02-031-710 Me. Code R. § 5

Current through 2025-03, January 15, 2025
Section 031-710-5 - Determination of Hazardous Financial Condition
A. For the purposes of making a determination of hazardous financial condition, the Superintendent may:
1 Disallow any credit or amount receivable resulting from transactions with a reinsurer which is insolvent, impaired, or otherwise subject to a delinquency proceeding;
2 Adjust or disallow values of assets and investments relating to, or arising out of transactions with, entities affiliated with the carrier, consistent with the NAIC Accounting Practices and Procedures Manual and any other accounting practices lawfully permitted or prescribed by the Superintendent or by the applicable domiciliary regulator;
3 Disallow the stated value of accounts receivable if collectability of the asset is unlikely based upon aging of the account balance or financial condition of a debtor(s); or
4 In making a determination of surplus, assign a liability value when there is a substantial risk that the carrier will be required to fund within the next twelve months any liability, pledge, or guarantee contingently undertaken by the carrier.

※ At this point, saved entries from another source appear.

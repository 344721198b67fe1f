//! Native-language vocabulary registries.
//!
//! Callers work with stable IDs (e.g. [`primitives::PrimitiveId`]) and look up native spellings via registry tables
//! instead of scattering string literals across the emitter.
//!
//! ## Examples
//! ```rust
//! use objgen_core::lang::primitives::{self, PrimitiveId};
//!
//! assert_eq!(primitives::from_str("int"), Some(PrimitiveId::Int));
//! assert_eq!(primitives::native_name(PrimitiveId::Int), "jint");
//! ```

pub mod primitives;
pub mod reserved;
pub mod runtime;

B. In addition to other specific remedies in Title 24-A M.R.S.A., when the Superintendent determines that the continued operation of the carrier in this state is currently or prospectively hazardous to the policyholders, holders of certificates of insurance, claimants, or the general public, the Superintendent may issue an order, pursuant to 24-A M.R.S.A. §4401(1), requiring the carrier to:
1 Reduce the total amount of present and potential liability for policy obligations by reinsuring all or a portion of risks with appropriately qualified reinsurers;
2 Limit the volume of business being accepted or renewed;
3 Reduce general insurance and commission expenses through methods specified or approved by the Superintendent;
4 Increase capital and/or surplus funds;
5 Obtain prior approval of the Superintendent before payment of any dividend to be distributed or credited to the carrier's stockholders or policyholders;
6 Seek appropriate appraisals of assets specified by the Superintendent and inform the Superintendent as to the market value thereof;
7 Discontinue non-conforming or unsafe investment practices and institute divestiture procedures respecting assets which constitute ineligible or inappropriate investments;
8 Demonstrate the adequacy of premium rates in relation to risks insured;
9 File, in addition to regular annual statements, interim financial reports on the form adopted by the National Association of Insurance Commissioners or in any other format as specified by the Superintendent;
10 Correct corporate governance practice deficiencies, and adopt and follow governance practices acceptable to the Superintendent;
11 Provide and adhere to a business plan acceptable to the Superintendent; or
12 Notwithstanding any other provision of law limiting the frequency or amount of premium rate adjustments, adjust rates for any non-life insurance product to the extent that the Superintendent determines to be necessary to improve the financial condition of the carrier.
C. The Superintendent may make and serve the order without notice and before hearing, and must simultaneously serve upon the carrier and other persons involved the notice of hearing scheduling a hearing not less than ten (10) days nor more than thirty (30) days after the notice is served, unless the Superintendent and the carrier mutually agree upon a later time. The Superintendent's order and notice of hearing shall be served upon the carrier in compliance with the notice provisions of the Maine Administrative Procedure Act, Title 5, chapter 375, subchapter IV. The notice of hearing shall state the time and place of hearing, and the conduct, condition, or ground upon which the Superintendent based the order. The Superintendent shall hold all hearings under this subsection privately, unless the carrier requests a public hearing, in which case the hearing shall be public.